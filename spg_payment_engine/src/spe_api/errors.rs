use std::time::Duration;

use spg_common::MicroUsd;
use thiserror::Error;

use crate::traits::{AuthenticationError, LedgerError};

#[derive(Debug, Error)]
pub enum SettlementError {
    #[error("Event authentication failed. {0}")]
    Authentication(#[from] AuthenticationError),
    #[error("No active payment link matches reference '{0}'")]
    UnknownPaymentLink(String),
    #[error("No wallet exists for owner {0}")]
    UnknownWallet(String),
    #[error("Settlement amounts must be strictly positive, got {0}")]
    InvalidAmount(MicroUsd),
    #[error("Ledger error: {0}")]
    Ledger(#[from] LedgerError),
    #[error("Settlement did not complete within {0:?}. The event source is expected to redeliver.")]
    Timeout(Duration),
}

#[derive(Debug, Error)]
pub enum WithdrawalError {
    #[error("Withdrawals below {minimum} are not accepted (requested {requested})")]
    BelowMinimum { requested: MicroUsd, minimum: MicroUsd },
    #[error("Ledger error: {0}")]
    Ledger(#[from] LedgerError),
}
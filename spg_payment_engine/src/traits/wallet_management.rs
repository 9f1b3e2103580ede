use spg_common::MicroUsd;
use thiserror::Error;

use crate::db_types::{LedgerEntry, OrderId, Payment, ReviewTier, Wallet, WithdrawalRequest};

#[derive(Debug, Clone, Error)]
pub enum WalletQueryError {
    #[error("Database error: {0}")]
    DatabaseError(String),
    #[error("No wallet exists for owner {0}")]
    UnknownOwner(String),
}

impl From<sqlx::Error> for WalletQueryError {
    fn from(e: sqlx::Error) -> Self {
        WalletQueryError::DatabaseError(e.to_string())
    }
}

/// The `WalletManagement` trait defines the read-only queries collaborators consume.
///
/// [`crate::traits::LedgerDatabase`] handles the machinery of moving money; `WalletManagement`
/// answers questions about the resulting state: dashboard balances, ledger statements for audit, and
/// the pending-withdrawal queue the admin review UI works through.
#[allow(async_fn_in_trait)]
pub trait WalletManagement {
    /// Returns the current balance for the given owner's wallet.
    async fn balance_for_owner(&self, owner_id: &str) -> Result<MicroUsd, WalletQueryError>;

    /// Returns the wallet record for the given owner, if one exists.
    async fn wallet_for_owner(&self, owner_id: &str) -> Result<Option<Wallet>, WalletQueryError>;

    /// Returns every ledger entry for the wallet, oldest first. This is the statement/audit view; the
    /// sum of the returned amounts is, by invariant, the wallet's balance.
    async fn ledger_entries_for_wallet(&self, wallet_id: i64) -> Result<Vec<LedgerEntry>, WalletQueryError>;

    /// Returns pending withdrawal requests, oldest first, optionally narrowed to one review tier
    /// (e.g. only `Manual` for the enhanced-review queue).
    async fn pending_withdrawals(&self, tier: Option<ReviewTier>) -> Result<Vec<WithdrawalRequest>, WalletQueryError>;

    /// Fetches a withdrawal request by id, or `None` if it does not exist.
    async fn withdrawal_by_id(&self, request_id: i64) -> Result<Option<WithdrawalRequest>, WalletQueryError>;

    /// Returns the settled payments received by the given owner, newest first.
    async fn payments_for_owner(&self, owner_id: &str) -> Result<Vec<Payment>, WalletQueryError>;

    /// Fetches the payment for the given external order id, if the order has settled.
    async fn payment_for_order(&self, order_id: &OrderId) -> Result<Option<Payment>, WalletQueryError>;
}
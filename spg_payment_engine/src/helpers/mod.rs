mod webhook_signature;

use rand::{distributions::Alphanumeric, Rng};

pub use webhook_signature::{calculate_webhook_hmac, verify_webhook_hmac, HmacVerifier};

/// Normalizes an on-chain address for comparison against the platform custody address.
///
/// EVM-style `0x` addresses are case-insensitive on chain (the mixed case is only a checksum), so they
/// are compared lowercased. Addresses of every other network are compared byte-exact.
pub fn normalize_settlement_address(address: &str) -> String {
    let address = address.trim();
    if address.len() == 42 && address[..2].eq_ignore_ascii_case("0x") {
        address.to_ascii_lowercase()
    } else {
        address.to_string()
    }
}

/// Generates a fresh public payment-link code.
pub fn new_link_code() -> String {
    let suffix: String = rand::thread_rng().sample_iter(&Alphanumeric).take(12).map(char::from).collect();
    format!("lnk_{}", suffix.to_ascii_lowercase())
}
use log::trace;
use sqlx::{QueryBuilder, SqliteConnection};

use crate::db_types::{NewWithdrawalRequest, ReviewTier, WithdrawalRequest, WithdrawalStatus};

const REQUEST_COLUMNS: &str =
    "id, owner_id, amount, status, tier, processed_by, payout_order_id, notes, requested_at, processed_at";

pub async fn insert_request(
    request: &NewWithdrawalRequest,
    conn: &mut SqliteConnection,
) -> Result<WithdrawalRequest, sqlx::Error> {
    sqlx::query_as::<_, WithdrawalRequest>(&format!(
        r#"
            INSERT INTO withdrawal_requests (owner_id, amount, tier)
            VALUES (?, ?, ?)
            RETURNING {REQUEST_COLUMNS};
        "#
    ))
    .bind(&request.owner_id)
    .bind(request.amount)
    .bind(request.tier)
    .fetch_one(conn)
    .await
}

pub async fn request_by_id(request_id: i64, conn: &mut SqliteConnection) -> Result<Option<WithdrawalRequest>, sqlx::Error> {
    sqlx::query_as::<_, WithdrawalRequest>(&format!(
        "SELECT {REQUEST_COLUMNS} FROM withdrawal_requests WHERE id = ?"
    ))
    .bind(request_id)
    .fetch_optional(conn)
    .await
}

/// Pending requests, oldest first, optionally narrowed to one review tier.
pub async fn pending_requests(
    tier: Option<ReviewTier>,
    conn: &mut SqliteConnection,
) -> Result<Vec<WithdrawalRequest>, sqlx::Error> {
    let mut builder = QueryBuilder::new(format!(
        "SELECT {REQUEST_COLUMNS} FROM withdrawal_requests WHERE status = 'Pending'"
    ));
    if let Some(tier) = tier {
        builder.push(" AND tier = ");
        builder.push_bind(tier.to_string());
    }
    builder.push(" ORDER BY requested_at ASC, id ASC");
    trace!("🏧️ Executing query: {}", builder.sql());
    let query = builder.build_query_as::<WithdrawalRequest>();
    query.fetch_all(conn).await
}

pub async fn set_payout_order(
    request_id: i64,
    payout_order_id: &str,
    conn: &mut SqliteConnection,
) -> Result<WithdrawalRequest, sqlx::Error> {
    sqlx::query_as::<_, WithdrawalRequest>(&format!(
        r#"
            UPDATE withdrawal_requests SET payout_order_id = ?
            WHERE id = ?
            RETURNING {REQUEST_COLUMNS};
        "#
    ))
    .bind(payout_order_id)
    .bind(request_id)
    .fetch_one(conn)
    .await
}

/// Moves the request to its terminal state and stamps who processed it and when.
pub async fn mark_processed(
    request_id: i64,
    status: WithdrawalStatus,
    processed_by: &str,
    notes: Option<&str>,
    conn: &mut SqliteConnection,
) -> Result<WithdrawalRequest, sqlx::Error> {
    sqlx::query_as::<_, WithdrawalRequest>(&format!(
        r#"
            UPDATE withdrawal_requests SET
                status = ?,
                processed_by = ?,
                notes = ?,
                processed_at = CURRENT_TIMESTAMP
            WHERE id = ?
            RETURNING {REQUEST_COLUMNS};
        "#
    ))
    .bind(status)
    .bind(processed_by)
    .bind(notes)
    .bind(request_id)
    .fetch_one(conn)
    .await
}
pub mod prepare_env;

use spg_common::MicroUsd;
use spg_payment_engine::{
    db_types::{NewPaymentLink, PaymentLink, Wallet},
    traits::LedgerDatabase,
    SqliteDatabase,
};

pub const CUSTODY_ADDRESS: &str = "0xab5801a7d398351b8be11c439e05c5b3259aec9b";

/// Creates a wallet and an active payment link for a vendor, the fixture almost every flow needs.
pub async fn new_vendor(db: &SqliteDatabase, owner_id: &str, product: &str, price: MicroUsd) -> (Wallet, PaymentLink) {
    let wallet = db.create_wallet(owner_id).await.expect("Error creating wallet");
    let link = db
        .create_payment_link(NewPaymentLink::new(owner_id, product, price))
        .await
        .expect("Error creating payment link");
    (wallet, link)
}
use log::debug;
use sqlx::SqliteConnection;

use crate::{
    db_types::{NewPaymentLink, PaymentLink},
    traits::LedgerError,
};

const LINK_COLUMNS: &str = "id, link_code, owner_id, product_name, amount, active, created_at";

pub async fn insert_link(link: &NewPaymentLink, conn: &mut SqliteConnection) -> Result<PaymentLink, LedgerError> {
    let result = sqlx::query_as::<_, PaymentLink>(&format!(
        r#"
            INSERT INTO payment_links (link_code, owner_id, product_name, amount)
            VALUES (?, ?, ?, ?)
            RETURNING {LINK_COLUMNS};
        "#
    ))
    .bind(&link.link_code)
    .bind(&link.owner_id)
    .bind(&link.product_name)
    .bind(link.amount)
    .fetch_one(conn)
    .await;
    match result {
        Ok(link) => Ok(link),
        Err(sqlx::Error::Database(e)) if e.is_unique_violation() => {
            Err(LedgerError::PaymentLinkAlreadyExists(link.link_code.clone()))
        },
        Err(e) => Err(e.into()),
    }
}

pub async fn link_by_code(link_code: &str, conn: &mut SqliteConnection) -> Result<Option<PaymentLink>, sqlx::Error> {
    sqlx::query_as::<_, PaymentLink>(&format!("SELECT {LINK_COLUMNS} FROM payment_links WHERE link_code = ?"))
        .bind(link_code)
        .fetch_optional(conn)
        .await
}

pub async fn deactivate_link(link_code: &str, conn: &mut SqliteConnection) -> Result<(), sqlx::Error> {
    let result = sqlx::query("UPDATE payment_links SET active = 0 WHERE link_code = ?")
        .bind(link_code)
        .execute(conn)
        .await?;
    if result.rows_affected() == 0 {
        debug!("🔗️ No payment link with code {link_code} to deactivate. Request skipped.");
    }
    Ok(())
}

#####

**Exercise:** Every line from the data above that contains "audit" must appear in the answer.

**Answer area:**
/// answers questions about the resulting state: dashboard balances, ledger statements for audit, and
    /// Returns every ledger entry for the wallet, oldest first. This is the statement/audit view; the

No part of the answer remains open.